In Nordrhein-Westfalen, Brandenburg und anderen Bundesländern wie auch in der Schweiz und den Niederlanden werde seit Jahren ein Telenotarztsystem praktiziert. Hierbei seien alle Rettungsfahrzeuge mit einem kompletten Übertragungssystem ausgerüstet und das Personal entsprechend geschult.

„So kann der Arzt online, ohne Zeitverzug, ständig alle Behandlungsschritte und Patientendaten mitverfolgen und auch Behandlungsschritte freigeben, die nur dem Arzt vorbehalten sind“, erklärt Blum. Der Arzt sitze dabei im Klinikum, und es entstünden keine durch Fahrten „tote“ Kontaktzeiten, entsprechende Behandlungsschritte könnten vor dem Eintreffen des Patienten bedarfsgenau vorbereitet werden. Doch hierzu müsse das Rettungspersonal entsprechend geschult sein und erweiterte Behandlungskompetenzen haben. Im Landkreis Lörrach tue sich dahingehend nichts, weshalb Blum eine sofortige Planung zur Einführung des Telenotarztsystems fordert, das bei Inbetriebnahme des Zentralklinikums starten soll.

Mittelfristig soll das Telenotarztsystem aber in ganz Baden-Württemberg etabliert werden, wie Johannes Warth, Referent Rettungsdienst beim DRK Baden, im Gespräch mit unserer Zeitung erklärte. Man befinde sich in der Projektphase. „Sicher ist, dass auch der Landkreis Lörrach berücksichtigt werden wird“, betonte Warth.

Kritisch sieht der SPD-Politiker auch die Verkürzung der Reaktionszeiten des Rettungsdiensts auf zwölf Minuten. „Dies ist nach Berichten aus Grenzach-Wyhlen nicht realistisch, besonders, wenn lebensrettende Alternativen existieren und zum Teil praktiziert werden.“ Für den grenznahen Bereich des Landkreises sei es daher dringend erforderlich, dass im Notfall auf die Schweizer Rettungsdienste zurückgegriffen werden kann.
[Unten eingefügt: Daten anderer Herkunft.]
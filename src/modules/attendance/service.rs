//! Attendance reads and submissions.
//!
//! A submission is accepted at most once per `(class, date, session)`. The
//! store enforces this atomically, so two concurrent submissions for the same
//! key cannot both succeed; the loser gets the duplicate-submission error.

use std::collections::HashSet;

use anyhow::anyhow;
use chrono::Utc;
use rollcall_core::AppError;
use rollcall_db::{Store, StoreError, SubmissionBatch};
use rollcall_models::{
    AttendanceQuery, AttendanceRecord, AttendanceSubmission, Class, ClassId, SubmissionKey,
    SubmissionResponse, TeacherId,
};
use rollcall_observability::{track_attendance_submitted, track_duplicate_submission};
use tracing::{info, instrument, warn};

use crate::modules::classes::service::ClassService;
use crate::utils::map_store_error;

pub struct AttendanceService;

impl AttendanceService {
    #[instrument(skip(store))]
    pub async fn get_records(
        store: &dyn Store,
        class_id: ClassId,
        teacher_id: TeacherId,
        query: AttendanceQuery,
    ) -> Result<Vec<AttendanceRecord>, AppError> {
        let class = ClassService::get_owned_class(store, class_id, teacher_id).await?;

        store
            .find_records(SubmissionKey {
                class_id: class.id,
                date: query.date,
                session: query.session,
            })
            .await
            .map_err(map_store_error)
    }

    #[instrument(
        skip(store, submission),
        fields(date = %submission.date, session = %submission.session, entries = submission.attendance_data.len())
    )]
    pub async fn submit(
        store: &dyn Store,
        class_id: ClassId,
        teacher_id: TeacherId,
        submission: AttendanceSubmission,
    ) -> Result<SubmissionResponse, AppError> {
        let class = ClassService::get_owned_class(store, class_id, teacher_id).await?;

        if let Some(body_class_id) = submission.class_id {
            if body_class_id != class.id {
                return Err(AppError::bad_request(anyhow!(
                    "class_id in body does not match the class in the path"
                )));
            }
        }
        check_roster(&class, &submission)?;

        let key = SubmissionKey {
            class_id: class.id,
            date: submission.date,
            session: submission.session,
        };
        let submitted_at = Utc::now();
        let batch = SubmissionBatch {
            key,
            submitted_by: teacher_id,
            submitted_at,
            records: submission.into_records(class.id, teacher_id, submitted_at),
        };
        let records_count = batch.records.len();

        match store.insert_submission(&batch).await {
            Ok(()) => {}
            Err(StoreError::DuplicateSubmission) => {
                warn!(class_id = %class.id, "Attendance already submitted");
                track_duplicate_submission();
                return Err(AppError::duplicate_submission());
            }
            Err(other) => return Err(map_store_error(other)),
        }

        track_attendance_submitted(key.session.as_str(), records_count);
        info!(class_id = %class.id, records_count, "Attendance submitted");

        Ok(SubmissionResponse::accepted(records_count))
    }
}

/// Every entry must name a student on the class roster, at most once.
fn check_roster(class: &Class, submission: &AttendanceSubmission) -> Result<(), AppError> {
    let mut seen = HashSet::with_capacity(submission.attendance_data.len());

    for entry in &submission.attendance_data {
        if !class.has_student(entry.student_id) {
            return Err(AppError::unprocessable(anyhow!(
                "Student {} is not enrolled in this class",
                entry.student_id
            )));
        }
        if !seen.insert(entry.student_id) {
            return Err(AppError::unprocessable(anyhow!(
                "Student {} appears more than once",
                entry.student_id
            )));
        }
    }

    Ok(())
}
//! Closed vocabularies used by classes and attendance records.
//!
//! Each enum serializes to the exact strings clients send and is stored as a
//! Postgres enum type of the same vocabulary. Unknown values fail to
//! deserialize, so they never reach the store.

use serde::{Deserialize, Serialize};
use std::fmt;
use std::str::FromStr;
use utoipa::ToSchema;

/// School level a class is taught at.
#[derive(Debug, Clone, Copy, PartialEq, Eq, Hash, Serialize, Deserialize, sqlx::Type, ToSchema)]
#[sqlx(type_name = "class_level")]
pub enum Level {
    #[serde(rename = "Common Core")]
    #[sqlx(rename = "Common Core")]
    CommonCore,
    #[serde(rename = "1st Baccalaureate")]
    #[sqlx(rename = "1st Baccalaureate")]
    FirstBaccalaureate,
    #[serde(rename = "2nd Baccalaureate")]
    #[sqlx(rename = "2nd Baccalaureate")]
    SecondBaccalaureate,
}

impl Level {
    pub const ALL: [Level; 3] = [
        Level::CommonCore,
        Level::FirstBaccalaureate,
        Level::SecondBaccalaureate,
    ];

    pub fn as_str(&self) -> &'static str {
        match self {
            Level::CommonCore => "Common Core",
            Level::FirstBaccalaureate => "1st Baccalaureate",
            Level::SecondBaccalaureate => "2nd Baccalaureate",
        }
    }
}

/// Study track of a class.
#[derive(Debug, Clone, Copy, PartialEq, Eq, Hash, Serialize, Deserialize, sqlx::Type, ToSchema)]
#[sqlx(type_name = "class_stream")]
pub enum Stream {
    General,
    Science,
    Arts,
}

impl Stream {
    pub const ALL: [Stream; 3] = [Stream::General, Stream::Science, Stream::Arts];

    pub fn as_str(&self) -> &'static str {
        match self {
            Stream::General => "General",
            Stream::Science => "Science",
            Stream::Arts => "Arts",
        }
    }
}

/// One of the two daily attendance slots.
#[derive(Debug, Clone, Copy, PartialEq, Eq, Hash, Serialize, Deserialize, sqlx::Type, ToSchema)]
#[sqlx(type_name = "attendance_session", rename_all = "lowercase")]
#[serde(rename_all = "lowercase")]
pub enum Session {
    Morning,
    Afternoon,
}

impl Session {
    pub const ALL: [Session; 2] = [Session::Morning, Session::Afternoon];

    pub fn as_str(&self) -> &'static str {
        match self {
            Session::Morning => "morning",
            Session::Afternoon => "afternoon",
        }
    }
}

#[derive(Debug, Clone, Copy, PartialEq, Eq, Hash, Serialize, Deserialize, sqlx::Type, ToSchema)]
#[sqlx(type_name = "attendance_status", rename_all = "lowercase")]
#[serde(rename_all = "lowercase")]
pub enum AttendanceStatus {
    Present,
    Absent,
}

impl AttendanceStatus {
    pub const ALL: [AttendanceStatus; 2] = [AttendanceStatus::Present, AttendanceStatus::Absent];

    pub fn as_str(&self) -> &'static str {
        match self {
            AttendanceStatus::Present => "present",
            AttendanceStatus::Absent => "absent",
        }
    }
}

macro_rules! impl_str_conversions {
    ($($name:ident => $label:literal),* $(,)?) => {
        $(
            impl fmt::Display for $name {
                fn fmt(&self, f: &mut fmt::Formatter<'_>) -> fmt::Result {
                    f.write_str(self.as_str())
                }
            }

            impl FromStr for $name {
                type Err = String;

                fn from_str(s: &str) -> Result<Self, Self::Err> {
                    Self::ALL
                        .into_iter()
                        .find(|variant| variant.as_str() == s)
                        .ok_or_else(|| format!("unknown {}: {}", $label, s))
                }
            }
        )*
    };
}

impl_str_conversions!(
    Level => "level",
    Stream => "stream",
    Session => "session",
    AttendanceStatus => "attendance status",
);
Daher fordert er umgehende Verhandlungen zur Schaffung eines regionalen Kooperationsabkommens mit der Schweiz.

Während der Rettungsdienst im Landkreis Lörrach beim Ausrücken positiv abschneidet, besteht beim rechtzeitigen Ankommen Verbesserungsbedarf. Zudem gibt es zu viele Einsätze für den ärztlichen Bereitschaftsdienst, zu weite Strecken zu überbrücken, da zu wenige Standorte und auch zu wenige Fahrzeuge vorhanden sind.

Kritik an Verwaltung

Deutliche Kritik übt Blum an den Planungen zur verkehrlichen Erschließung des Zentralklinikums, das im Jahr 2025 seine Pforten öffnen soll. „Über Jahre fiel es offensichtlich keinem Verantwortlichen auf, dass dieses Zukunftsprojekt nicht mit öffentlichen Verkehrsmitteln erreichbar sein wird. Und als es dann allen klar wurde, da war eigentlich niemand bereit, die Verantwortung zu übernehmen“, schreibt der Politiker. „Die Verantwortung liegt bei uns, wir hätten es wissen müssen, oder nicht?“, so Blum weiter.

Das Landratsamt, das Regierungspräsidium als Kontrollbehörde, das Land als Zuschussgeber: Keinem scheint es aufgefallen zu sein, dass Kranke, Angehörige, Besucher nicht mit dem eigenen PKW oder dem Dienstwagen vorfahren. Nun sei das Kind im Brunnen, und alle Beteiligten bemühten sich, das Beste aus der Situation zu machen, meint Blum, der eine externe Evaluierung möglicher Versäumnisse bei der Verkehrsanbindung, aber auch bei Fragen rund um die Planung des Einsatzes alternativer Energie und Umweltschutz fordert.